● Your instructions
Return only that part of the material below which starts with the line containing "pub const PWM_RESOLUTION_BITS: u32 = 8;" and goes on through the line containing "heaters and cooler.", restated exactly.
Segment Open
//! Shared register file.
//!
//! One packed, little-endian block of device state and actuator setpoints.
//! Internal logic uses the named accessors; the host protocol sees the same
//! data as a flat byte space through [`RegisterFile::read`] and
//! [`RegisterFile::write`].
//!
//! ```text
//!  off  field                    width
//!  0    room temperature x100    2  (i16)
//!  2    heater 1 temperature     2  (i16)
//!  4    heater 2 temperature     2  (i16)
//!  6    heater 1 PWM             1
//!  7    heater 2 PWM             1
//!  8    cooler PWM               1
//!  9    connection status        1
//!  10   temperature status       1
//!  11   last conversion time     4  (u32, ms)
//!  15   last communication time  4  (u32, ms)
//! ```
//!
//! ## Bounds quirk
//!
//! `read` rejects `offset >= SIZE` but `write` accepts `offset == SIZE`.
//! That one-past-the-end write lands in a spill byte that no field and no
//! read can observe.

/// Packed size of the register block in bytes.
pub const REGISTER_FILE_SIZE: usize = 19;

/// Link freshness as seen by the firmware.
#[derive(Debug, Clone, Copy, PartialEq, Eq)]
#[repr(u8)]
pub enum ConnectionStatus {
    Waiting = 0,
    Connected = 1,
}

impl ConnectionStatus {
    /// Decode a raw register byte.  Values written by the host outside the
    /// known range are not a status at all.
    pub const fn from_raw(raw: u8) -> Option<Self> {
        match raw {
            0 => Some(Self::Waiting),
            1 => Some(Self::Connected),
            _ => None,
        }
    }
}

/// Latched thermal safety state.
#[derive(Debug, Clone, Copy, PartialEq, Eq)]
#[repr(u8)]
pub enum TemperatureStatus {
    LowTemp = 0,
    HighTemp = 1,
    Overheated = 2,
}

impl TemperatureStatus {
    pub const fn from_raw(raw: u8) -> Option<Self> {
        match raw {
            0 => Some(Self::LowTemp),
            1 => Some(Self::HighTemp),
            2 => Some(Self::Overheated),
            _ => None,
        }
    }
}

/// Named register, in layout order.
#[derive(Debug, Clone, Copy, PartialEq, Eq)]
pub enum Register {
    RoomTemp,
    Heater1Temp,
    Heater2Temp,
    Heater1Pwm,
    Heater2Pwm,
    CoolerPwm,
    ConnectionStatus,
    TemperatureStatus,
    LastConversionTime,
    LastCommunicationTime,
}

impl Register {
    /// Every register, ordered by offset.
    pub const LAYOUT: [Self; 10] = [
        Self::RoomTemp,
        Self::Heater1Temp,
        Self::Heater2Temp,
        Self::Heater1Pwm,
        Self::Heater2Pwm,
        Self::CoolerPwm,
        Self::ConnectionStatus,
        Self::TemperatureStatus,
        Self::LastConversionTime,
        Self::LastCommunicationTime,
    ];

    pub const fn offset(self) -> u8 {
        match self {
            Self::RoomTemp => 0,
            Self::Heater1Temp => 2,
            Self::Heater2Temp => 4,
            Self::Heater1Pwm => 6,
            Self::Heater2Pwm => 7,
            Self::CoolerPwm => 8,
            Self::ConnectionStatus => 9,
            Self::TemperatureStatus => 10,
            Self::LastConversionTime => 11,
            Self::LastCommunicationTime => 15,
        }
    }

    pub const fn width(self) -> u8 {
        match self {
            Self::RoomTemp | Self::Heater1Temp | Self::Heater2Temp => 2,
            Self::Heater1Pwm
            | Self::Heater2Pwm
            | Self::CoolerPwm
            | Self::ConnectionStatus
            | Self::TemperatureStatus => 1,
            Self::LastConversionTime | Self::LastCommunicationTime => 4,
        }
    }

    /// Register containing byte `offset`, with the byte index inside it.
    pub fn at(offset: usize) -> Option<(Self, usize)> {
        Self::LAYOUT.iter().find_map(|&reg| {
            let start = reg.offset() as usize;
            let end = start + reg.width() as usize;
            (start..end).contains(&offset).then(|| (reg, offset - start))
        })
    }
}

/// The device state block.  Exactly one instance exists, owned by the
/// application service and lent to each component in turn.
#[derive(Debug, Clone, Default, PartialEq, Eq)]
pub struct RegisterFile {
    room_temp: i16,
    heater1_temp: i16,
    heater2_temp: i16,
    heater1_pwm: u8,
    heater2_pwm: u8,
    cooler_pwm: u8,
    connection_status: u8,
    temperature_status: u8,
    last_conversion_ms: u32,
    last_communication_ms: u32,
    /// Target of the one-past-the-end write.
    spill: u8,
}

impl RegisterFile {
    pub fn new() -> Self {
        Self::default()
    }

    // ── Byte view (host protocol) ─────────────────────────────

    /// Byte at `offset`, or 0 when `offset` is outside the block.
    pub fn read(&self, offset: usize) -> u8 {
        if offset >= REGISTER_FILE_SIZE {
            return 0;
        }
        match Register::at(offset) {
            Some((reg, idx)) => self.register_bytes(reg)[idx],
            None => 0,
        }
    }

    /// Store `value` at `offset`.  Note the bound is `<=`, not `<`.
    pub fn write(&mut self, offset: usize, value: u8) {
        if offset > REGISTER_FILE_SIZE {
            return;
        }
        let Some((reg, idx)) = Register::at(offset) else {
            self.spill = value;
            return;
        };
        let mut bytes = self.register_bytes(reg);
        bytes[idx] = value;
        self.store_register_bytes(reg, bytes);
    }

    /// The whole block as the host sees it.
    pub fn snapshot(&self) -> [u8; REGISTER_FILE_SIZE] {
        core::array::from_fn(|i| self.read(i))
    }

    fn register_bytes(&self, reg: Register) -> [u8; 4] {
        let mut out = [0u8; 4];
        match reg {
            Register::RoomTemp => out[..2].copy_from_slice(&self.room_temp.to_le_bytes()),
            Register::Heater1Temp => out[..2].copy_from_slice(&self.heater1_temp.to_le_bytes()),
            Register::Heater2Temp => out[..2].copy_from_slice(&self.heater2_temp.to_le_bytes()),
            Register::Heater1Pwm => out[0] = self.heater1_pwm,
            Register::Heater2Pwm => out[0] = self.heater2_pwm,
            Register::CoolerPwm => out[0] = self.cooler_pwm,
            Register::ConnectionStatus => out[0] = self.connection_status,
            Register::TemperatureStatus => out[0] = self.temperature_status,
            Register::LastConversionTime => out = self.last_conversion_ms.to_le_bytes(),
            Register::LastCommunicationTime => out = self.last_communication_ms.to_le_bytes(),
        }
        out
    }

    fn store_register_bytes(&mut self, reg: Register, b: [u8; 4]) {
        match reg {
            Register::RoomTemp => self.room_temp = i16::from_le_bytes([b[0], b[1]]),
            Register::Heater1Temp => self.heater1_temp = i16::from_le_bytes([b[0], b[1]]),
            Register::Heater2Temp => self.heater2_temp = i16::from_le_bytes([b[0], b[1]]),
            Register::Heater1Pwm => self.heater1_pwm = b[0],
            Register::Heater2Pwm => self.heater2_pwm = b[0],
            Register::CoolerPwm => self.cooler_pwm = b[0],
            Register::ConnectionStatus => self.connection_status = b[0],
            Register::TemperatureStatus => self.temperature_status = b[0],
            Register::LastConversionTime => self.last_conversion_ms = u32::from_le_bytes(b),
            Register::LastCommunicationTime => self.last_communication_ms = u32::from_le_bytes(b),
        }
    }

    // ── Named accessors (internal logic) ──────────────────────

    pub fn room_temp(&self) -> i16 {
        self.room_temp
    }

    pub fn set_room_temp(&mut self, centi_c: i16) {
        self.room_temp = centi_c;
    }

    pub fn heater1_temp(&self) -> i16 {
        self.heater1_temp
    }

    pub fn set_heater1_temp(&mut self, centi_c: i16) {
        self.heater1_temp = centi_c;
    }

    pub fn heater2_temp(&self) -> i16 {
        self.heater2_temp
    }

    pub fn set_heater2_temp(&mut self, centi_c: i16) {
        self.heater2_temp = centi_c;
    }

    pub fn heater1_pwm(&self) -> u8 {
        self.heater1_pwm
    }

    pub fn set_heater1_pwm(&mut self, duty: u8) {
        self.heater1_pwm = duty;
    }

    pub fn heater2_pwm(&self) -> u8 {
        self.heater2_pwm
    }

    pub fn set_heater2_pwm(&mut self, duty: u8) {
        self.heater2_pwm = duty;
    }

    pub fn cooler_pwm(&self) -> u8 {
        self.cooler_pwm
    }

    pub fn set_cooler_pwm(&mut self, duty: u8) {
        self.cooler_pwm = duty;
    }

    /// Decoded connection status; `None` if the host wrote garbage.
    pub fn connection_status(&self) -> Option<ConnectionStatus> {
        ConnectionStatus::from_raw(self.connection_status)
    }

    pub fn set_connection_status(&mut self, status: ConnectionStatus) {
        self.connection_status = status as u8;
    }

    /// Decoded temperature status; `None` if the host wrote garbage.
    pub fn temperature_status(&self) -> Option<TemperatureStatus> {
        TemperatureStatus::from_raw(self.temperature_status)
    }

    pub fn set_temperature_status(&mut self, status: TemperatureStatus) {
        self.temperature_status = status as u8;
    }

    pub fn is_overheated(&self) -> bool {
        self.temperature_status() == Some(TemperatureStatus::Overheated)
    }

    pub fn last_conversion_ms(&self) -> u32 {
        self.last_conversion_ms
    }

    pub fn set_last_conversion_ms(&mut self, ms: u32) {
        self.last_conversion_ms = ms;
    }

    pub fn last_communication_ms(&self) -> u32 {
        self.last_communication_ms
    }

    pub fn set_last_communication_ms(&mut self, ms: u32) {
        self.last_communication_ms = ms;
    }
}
Segment Closed
Segment Open
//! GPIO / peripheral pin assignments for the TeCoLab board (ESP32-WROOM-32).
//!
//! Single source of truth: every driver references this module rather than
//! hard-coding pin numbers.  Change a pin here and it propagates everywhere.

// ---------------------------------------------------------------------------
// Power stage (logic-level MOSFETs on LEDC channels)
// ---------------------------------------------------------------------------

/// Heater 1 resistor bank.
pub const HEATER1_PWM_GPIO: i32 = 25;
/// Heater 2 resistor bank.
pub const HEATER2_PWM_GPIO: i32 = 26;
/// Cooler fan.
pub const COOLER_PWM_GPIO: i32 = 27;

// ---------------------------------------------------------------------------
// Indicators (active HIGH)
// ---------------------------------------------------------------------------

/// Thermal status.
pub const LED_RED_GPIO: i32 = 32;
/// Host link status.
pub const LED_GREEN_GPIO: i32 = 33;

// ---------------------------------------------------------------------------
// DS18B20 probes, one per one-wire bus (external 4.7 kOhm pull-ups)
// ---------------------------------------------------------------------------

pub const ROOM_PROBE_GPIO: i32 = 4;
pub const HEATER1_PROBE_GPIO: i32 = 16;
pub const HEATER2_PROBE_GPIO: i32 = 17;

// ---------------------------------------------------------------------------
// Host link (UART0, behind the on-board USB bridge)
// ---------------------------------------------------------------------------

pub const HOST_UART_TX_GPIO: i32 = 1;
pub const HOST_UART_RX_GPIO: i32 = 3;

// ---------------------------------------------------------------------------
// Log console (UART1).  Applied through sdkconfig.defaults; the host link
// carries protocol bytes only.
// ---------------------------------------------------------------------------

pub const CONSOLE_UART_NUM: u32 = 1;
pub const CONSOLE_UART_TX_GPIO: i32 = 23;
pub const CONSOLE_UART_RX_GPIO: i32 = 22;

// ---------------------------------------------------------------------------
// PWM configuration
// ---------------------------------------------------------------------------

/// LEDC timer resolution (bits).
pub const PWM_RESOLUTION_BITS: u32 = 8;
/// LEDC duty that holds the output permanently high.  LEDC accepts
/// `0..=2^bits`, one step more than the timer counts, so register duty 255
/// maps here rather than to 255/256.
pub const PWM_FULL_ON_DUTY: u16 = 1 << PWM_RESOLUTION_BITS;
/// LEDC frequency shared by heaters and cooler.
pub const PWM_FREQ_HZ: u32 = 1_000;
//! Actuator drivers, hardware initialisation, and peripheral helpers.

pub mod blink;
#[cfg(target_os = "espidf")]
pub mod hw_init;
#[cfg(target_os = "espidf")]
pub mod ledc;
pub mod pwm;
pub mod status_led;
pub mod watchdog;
Segment Closed
Segment Open
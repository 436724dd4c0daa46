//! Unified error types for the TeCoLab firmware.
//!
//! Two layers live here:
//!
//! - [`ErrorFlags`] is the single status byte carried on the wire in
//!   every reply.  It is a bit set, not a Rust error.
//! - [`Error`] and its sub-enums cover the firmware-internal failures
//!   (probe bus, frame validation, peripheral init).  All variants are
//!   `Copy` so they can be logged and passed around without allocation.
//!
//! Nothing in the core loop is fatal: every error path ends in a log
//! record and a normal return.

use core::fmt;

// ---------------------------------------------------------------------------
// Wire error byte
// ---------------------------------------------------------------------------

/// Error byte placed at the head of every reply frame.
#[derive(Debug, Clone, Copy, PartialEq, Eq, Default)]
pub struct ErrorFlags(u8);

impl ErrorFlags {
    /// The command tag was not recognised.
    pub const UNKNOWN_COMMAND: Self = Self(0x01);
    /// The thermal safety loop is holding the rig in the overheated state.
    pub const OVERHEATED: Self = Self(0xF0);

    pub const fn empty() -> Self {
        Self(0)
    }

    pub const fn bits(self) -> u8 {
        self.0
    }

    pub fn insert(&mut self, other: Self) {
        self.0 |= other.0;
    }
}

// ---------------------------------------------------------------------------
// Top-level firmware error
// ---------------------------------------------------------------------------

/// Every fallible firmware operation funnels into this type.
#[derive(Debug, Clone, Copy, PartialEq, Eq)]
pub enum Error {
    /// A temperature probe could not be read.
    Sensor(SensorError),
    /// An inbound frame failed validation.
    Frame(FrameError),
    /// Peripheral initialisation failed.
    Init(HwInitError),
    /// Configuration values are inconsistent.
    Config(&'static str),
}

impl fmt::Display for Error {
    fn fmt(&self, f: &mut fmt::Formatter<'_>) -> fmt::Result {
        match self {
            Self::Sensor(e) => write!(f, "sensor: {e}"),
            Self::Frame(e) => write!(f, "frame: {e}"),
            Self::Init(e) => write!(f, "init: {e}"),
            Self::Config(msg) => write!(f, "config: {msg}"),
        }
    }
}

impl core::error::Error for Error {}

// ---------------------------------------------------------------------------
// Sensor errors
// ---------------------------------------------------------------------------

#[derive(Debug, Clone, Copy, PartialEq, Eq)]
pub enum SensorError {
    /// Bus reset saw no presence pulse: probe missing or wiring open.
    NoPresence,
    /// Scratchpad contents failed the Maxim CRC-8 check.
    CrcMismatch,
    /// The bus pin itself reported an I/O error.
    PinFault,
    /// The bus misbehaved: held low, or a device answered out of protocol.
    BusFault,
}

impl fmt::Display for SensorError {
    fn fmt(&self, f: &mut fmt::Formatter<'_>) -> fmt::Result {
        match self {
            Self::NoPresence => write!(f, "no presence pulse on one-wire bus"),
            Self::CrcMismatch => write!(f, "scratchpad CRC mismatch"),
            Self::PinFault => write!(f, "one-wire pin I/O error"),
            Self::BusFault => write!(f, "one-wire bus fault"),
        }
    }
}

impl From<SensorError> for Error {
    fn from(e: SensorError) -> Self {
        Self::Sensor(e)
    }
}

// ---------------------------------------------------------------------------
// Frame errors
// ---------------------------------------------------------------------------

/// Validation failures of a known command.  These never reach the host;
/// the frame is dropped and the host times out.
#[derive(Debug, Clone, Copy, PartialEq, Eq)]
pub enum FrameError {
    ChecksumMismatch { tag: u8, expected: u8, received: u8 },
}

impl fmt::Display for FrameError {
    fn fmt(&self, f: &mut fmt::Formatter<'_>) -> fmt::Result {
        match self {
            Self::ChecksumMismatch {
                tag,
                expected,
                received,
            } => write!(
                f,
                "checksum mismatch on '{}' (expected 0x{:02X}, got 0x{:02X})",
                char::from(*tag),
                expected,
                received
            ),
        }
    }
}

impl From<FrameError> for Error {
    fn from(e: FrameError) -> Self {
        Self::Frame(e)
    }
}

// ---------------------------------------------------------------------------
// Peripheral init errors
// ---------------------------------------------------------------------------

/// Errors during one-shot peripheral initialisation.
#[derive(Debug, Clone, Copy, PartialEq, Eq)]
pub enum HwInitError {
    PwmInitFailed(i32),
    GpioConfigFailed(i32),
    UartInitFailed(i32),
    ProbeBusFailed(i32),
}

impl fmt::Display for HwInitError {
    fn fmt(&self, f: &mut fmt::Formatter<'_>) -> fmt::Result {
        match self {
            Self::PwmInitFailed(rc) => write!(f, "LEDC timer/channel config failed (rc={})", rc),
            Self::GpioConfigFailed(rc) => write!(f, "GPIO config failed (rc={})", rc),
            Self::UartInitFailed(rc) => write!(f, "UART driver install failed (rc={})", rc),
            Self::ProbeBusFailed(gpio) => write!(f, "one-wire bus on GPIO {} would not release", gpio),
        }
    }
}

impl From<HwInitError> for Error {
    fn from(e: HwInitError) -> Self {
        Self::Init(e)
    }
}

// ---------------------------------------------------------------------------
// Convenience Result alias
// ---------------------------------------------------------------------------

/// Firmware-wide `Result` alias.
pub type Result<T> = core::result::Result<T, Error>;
Segment Closed
● Your solution
pub const PWM_RESOLUTION_BITS: u32 = 8;
/// LEDC duty that holds the output permanently high.  LEDC accepts
/// `0..=2^bits`, one step more than the timer counts, so register duty 255
/// maps here rather than to 255/256.
pub const PWM_FULL_ON_DUTY: u16 = 1 << PWM_RESOLUTION_BITS;
/// LEDC frequency shared by heaters and cooler.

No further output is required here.